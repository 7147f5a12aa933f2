//! Frame loop driver.
//!
//! One session = open the source, then repeat
//! `next_frame -> transforms -> sink -> stop check` until end of stream, a read
//! failure, a stop request or the frame limit. Strictly sequential: one frame is
//! in flight at a time and nothing is buffered.
//!
//! The source is closed exactly once on every exit path, including open
//! failure, error returns and panics unwinding out of a stage or sink.

use crate::cancel::StopCondition;
use crate::error::SessionError;
use crate::ingest::CaptureSource;
use crate::sink::FrameSink;
use crate::transform::TransformChain;

/// What to do when a stage has no retained frame to compare against yet.
#[derive(Clone, Copy, Debug, Default, PartialEq, Eq)]
pub enum HistoryPolicy {
    /// Drop the frame without calling the sink and keep going.
    #[default]
    Skip,
    /// End the session with `SessionError::Transform`.
    Abort,
}

#[derive(Clone, Copy, Debug, Default, PartialEq, Eq)]
pub struct SessionConfig {
    pub history_policy: HistoryPolicy,
    /// Treat recoverable sink errors as fatal.
    pub abort_on_sink_error: bool,
    /// Stop after this many frames have been read.
    pub max_frames: Option<u64>,
}

#[derive(Clone, Copy, Debug, Default, PartialEq, Eq)]
pub enum StopReason {
    #[default]
    EndOfStream,
    /// `next_frame` failed; the error was logged and the session ended.
    ReadFailure,
    StopRequested,
    FrameLimit,
}

#[derive(Clone, Copy, Debug, Default, PartialEq, Eq)]
pub struct SessionSummary {
    pub frames_read: u64,
    /// Sink invocations, successful or not.
    pub frames_emitted: u64,
    pub frames_skipped: u64,
    pub sink_failures: u64,
    pub stop_reason: StopReason,
}

/// Open source, closed on drop.
struct OpenSource<'a, S: CaptureSource + ?Sized> {
    source: &'a mut S,
}

impl<'a, S: CaptureSource + ?Sized> OpenSource<'a, S> {
    fn acquire(source: &'a mut S) -> Result<Self, SessionError> {
        // Built before `open` so that a failed open is closed too.
        let mut guard = Self { source };
        guard.source.open()?;
        Ok(guard)
    }
}

impl<S: CaptureSource + ?Sized> Drop for OpenSource<'_, S> {
    fn drop(&mut self) {
        self.source.close();
        log::debug!("session: released {}", self.source.describe());
    }
}

/// A configurable driver run over an owned source and transform chain.
pub struct Session<S: CaptureSource> {
    source: S,
    transforms: TransformChain,
    config: SessionConfig,
}

impl<S: CaptureSource> Session<S> {
    pub fn new(source: S, transforms: TransformChain) -> Self {
        Self {
            source,
            transforms,
            config: SessionConfig::default(),
        }
    }

    pub fn with_config(mut self, config: SessionConfig) -> Self {
        self.config = config;
        self
    }

    pub fn config(&self) -> &SessionConfig {
        &self.config
    }

    pub fn source(&self) -> &S {
        &self.source
    }

    /// Give back the source and the chain (with whatever state its stages kept).
    pub fn into_parts(self) -> (S, TransformChain) {
        (self.source, self.transforms)
    }

    /// Drive the loop until it ends. See the module docs for the exit paths.
    pub fn run<K, C>(&mut self, sink: &mut K, stop: &mut C) -> Result<SessionSummary, SessionError>
    where
        K: FrameSink + ?Sized,
        C: StopCondition + ?Sized,
    {
        let Self {
            source,
            transforms,
            config,
        } = self;
        let uri = source.describe();
        log::info!(
            "session: starting source={} stages={:?}",
            uri,
            transforms.names()
        );

        let mut guard = OpenSource::acquire(source)?;
        let mut summary = SessionSummary::default();

        loop {
            if config.max_frames.is_some_and(|max| summary.frames_read >= max) {
                summary.stop_reason = StopReason::FrameLimit;
                break;
            }

            let frame = match guard.source.next_frame() {
                Ok(Some(frame)) => frame,
                Ok(None) => {
                    summary.stop_reason = StopReason::EndOfStream;
                    break;
                }
                Err(e) => {
                    log::warn!("session: read failed, ending session: {}", e);
                    summary.stop_reason = StopReason::ReadFailure;
                    break;
                }
            };
            summary.frames_read += 1;
            let sequence = frame.sequence();

            match transforms.apply(frame) {
                Ok(out) => {
                    summary.frames_emitted += 1;
                    if let Err(e) = sink.consume(&out) {
                        if e.is_fatal() || config.abort_on_sink_error {
                            return Err(SessionError::Sink {
                                sequence,
                                source: e,
                            });
                        }
                        log::warn!("session: frame {}: {}", sequence, e);
                        summary.sink_failures += 1;
                    }
                }
                Err(failure)
                    if failure.error.is_insufficient_history()
                        && config.history_policy == HistoryPolicy::Skip =>
                {
                    log::debug!(
                        "session: frame {} skipped ({} has no history yet)",
                        sequence,
                        failure.stage
                    );
                    summary.frames_skipped += 1;
                }
                Err(failure) => {
                    return Err(SessionError::Transform {
                        stage: failure.stage,
                        sequence,
                        source: failure.error,
                    });
                }
            }

            if stop.should_stop() {
                summary.stop_reason = StopReason::StopRequested;
                break;
            }
        }

        drop(guard);
        log::info!(
            "session: finished source={} reason={:?} read={} emitted={} skipped={} sink_failures={}",
            uri,
            summary.stop_reason,
            summary.frames_read,
            summary.frames_emitted,
            summary.frames_skipped,
            summary.sink_failures
        );
        Ok(summary)
    }
}

/// Run one session with the default configuration.
pub fn start<S, K, C>(
    source: S,
    transforms: TransformChain,
    mut on_frame: K,
    mut stop: C,
) -> Result<SessionSummary, SessionError>
where
    S: CaptureSource,
    K: FrameSink,
    C: StopCondition,
{
    Session::new(source, transforms).run(&mut on_frame, &mut stop)
}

What to produce -> Without skipping anything, transcribe every line above exactly.

Exercise output ->
repository 7147f5a12aa933f2
//! Frame loop driver.
//!
//! One session = open the source, then repeat
//! `next_frame -> transforms -> sink -> stop check` until end of stream, a read
//! failure, a stop request or the frame limit. Strictly sequential: one frame is
//! in flight at a time and nothing is buffered.
//!
//! The source is closed exactly once on every exit path, including open
//! failure, error returns and panics unwinding out of a stage or sink.

use crate::cancel::StopCondition;
use crate::error::SessionError;
use crate::ingest::CaptureSource;
use crate::sink::FrameSink;
use crate::transform::TransformChain;

/// What to do when a stage has no retained frame to compare against yet.
#[derive(Clone, Copy, Debug, Default, PartialEq, Eq)]
pub enum HistoryPolicy {
    /// Drop the frame without calling the sink and keep going.
    #[default]
    Skip,
    /// End the session with `SessionError::Transform`.
    Abort,
}

#[derive(Clone, Copy, Debug, Default, PartialEq, Eq)]
pub struct SessionConfig {
    pub history_policy: HistoryPolicy,
    /// Treat recoverable sink errors as fatal.
    pub abort_on_sink_error: bool,
    /// Stop after this many frames have been read.
    pub max_frames: Option<u64>,
}

#[derive(Clone, Copy, Debug, Default, PartialEq, Eq)]
pub enum StopReason {
    #[default]
    EndOfStream,
    /// `next_frame` failed; the error was logged and the session ended.
    ReadFailure,
    StopRequested,
    FrameLimit,
}

#[derive(Clone, Copy, Debug, Default, PartialEq, Eq)]
pub struct SessionSummary {
    pub frames_read: u64,
    /// Sink invocations, successful or not.
    pub frames_emitted: u64,
    pub frames_skipped: u64,
    pub sink_failures: u64,
    pub stop_reason: StopReason,
}

/// Open source, closed on drop.
struct OpenSource<'a, S: CaptureSource + ?Sized> {
    source: &'a mut S,
}

impl<'a, S: CaptureSource + ?Sized> OpenSource<'a, S> {
    fn acquire(source: &'a mut S) -> Result<Self, SessionError> {
        // Built before `open` so that a failed open is closed too.
        let mut guard = Self { source };
        guard.source.open()?;
        Ok(guard)
    }
}

impl<S: CaptureSource + ?Sized> Drop for OpenSource<'_, S> {
    fn drop(&mut self) {
        self.source.close();
        log::debug!("session: released {}", self.source.describe());
    }
}

/// A configurable driver run over an owned source and transform chain.
pub struct Session<S: CaptureSource> {
    source: S,
    transforms: TransformChain,
    config: SessionConfig,
}

impl<S: CaptureSource> Session<S> {
    pub fn new(source: S, transforms: TransformChain) -> Self {
        Self {
            source,
            transforms,
            config: SessionConfig::default(),
        }
    }

    pub fn with_config(mut self, config: SessionConfig) -> Self {
        self.config = config;
        self
    }

    pub fn config(&self) -> &SessionConfig {
        &self.config
    }

    pub fn source(&self) -> &S {
        &self.source
    }

    /// Give back the source and the chain (with whatever state its stages kept).
    pub fn into_parts(self) -> (S, TransformChain) {
        (self.source, self.transforms)
    }

    /// Drive the loop until it ends. See the module docs for the exit paths.
    pub fn run<K, C>(&mut self, sink: &mut K, stop: &mut C) -> Result<SessionSummary, SessionError>
    where
        K: FrameSink + ?Sized,
        C: StopCondition + ?Sized,
    {
        let Self {
            source,
            transforms,
            config,
        } = self;
        let uri = source.describe();
        log::info!(
            "session: starting source={} stages={:?}",
            uri,
            transforms.names()
        );

        let mut guard = OpenSource::acquire(source)?;
        let mut summary = SessionSummary::default();

        loop {
            if config.max_frames.is_some_and(|max| summary.frames_read >= max) {
                summary.stop_reason = StopReason::FrameLimit;
                break;
            }

            let frame = match guard.source.next_frame() {
                Ok(Some(frame)) => frame,
                Ok(None) => {
                    summary.stop_reason = StopReason::EndOfStream;
                    break;
                }
                Err(e) => {
                    log::warn!("session: read failed, ending session: {}", e);
                    summary.stop_reason = StopReason::ReadFailure;
                    break;
                }
            };
            summary.frames_read += 1;
            let sequence = frame.sequence();

            match transforms.apply(frame) {
                Ok(out) => {
                    summary.frames_emitted += 1;
                    if let Err(e) = sink.consume(&out) {
                        if e.is_fatal() || config.abort_on_sink_error {
                            return Err(SessionError::Sink {
                                sequence,
                                source: e,
                            });
                        }
                        log::warn!("session: frame {}: {}", sequence, e);
                        summary.sink_failures += 1;
                    }
                }
                Err(failure)
                    if failure.error.is_insufficient_history()
                        && config.history_policy == HistoryPolicy::Skip =>
                {
                    log::debug!(
                        "session: frame {} skipped ({} has no history yet)",
                        sequence,
                        failure.stage
                    );
                    summary.frames_skipped += 1;
                }
                Err(failure) => {
                    return Err(SessionError::Transform {
                        stage: failure.stage,
                        sequence,
                        source: failure.error,
                    });
                }
            }

            if stop.should_stop() {
                summary.stop_reason = StopReason::StopRequested;
                break;
            }
        }

        drop(guard);
        log::info!(
            "session: finished source={} reason={:?} read={} emitted={} skipped={} sink_failures={}",
            uri,
            summary.stop_reason,
            summary.frames_read,
            summary.frames_emitted,
            summary.frames_skipped,
            summary.sink_failures
        );
        Ok(summary)
    }
}

/// Run one session with the default configuration.
pub fn start<S, K, C>(
    source: S,
    transforms: TransformChain,
    mut on_frame: K,
    mut stop: C,
) -> Result<SessionSummary, SessionError>
where
    S: CaptureSource,
    K: FrameSink,
    C: StopCondition,
{
    Session::new(source, transforms).run(&mut on_frame, &mut stop)
}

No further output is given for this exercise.